**Provided entries:**
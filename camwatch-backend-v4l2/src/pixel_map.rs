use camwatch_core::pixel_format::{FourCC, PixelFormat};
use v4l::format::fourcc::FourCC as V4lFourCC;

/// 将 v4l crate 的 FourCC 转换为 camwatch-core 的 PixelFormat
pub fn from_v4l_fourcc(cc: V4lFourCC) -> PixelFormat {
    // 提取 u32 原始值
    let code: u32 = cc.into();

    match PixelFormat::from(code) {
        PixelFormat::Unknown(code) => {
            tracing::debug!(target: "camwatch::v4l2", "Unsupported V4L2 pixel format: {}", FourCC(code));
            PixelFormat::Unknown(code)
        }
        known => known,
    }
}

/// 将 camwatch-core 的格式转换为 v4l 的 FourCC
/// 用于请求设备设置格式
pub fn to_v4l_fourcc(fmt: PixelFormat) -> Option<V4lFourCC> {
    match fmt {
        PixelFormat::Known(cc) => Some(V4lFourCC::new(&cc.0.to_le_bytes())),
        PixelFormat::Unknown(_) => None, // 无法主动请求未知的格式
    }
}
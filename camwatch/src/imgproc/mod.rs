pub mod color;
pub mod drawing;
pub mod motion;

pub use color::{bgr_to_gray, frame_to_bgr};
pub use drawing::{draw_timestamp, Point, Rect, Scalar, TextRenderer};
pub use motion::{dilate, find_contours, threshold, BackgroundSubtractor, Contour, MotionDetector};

**Problem details:** Reproduce all the records shown above, unchanged.

**Problem solution:**
filename camwatch-backend-v4l2/src/pixel_map.rs
use camwatch_core::pixel_format::{FourCC, PixelFormat};
use v4l::format::fourcc::FourCC as V4lFourCC;

/// 将 v4l crate 的 FourCC 转换为 camwatch-core 的 PixelFormat
pub fn from_v4l_fourcc(cc: V4lFourCC) -> PixelFormat {
    // 提取 u32 原始值
    let code: u32 = cc.into();

    match PixelFormat::from(code) {
        PixelFormat::Unknown(code) => {
            tracing::debug!(target: "camwatch::v4l2", "Unsupported V4L2 pixel format: {}", FourCC(code));
            PixelFormat::Unknown(code)
        }
        known => known,
    }
}

/// 将 camwatch-core 的格式转换为 v4l 的 FourCC
/// 用于请求设备设置格式
pub fn to_v4l_fourcc(fmt: PixelFormat) -> Option<V4lFourCC> {
    match fmt {
        PixelFormat::Known(cc) => Some(V4lFourCC::new(&cc.0.to_le_bytes())),
        PixelFormat::Unknown(_) => None, // 无法主动请求未知的格式
    }
}
filename camwatch/src/imgproc/mod.rs
pub mod color;
pub mod drawing;
pub mod motion;

pub use color::{bgr_to_gray, frame_to_bgr};
pub use drawing::{draw_timestamp, Point, Rect, Scalar, TextRenderer};
pub use motion::{dilate, find_contours, threshold, BackgroundSubtractor, Contour, MotionDetector};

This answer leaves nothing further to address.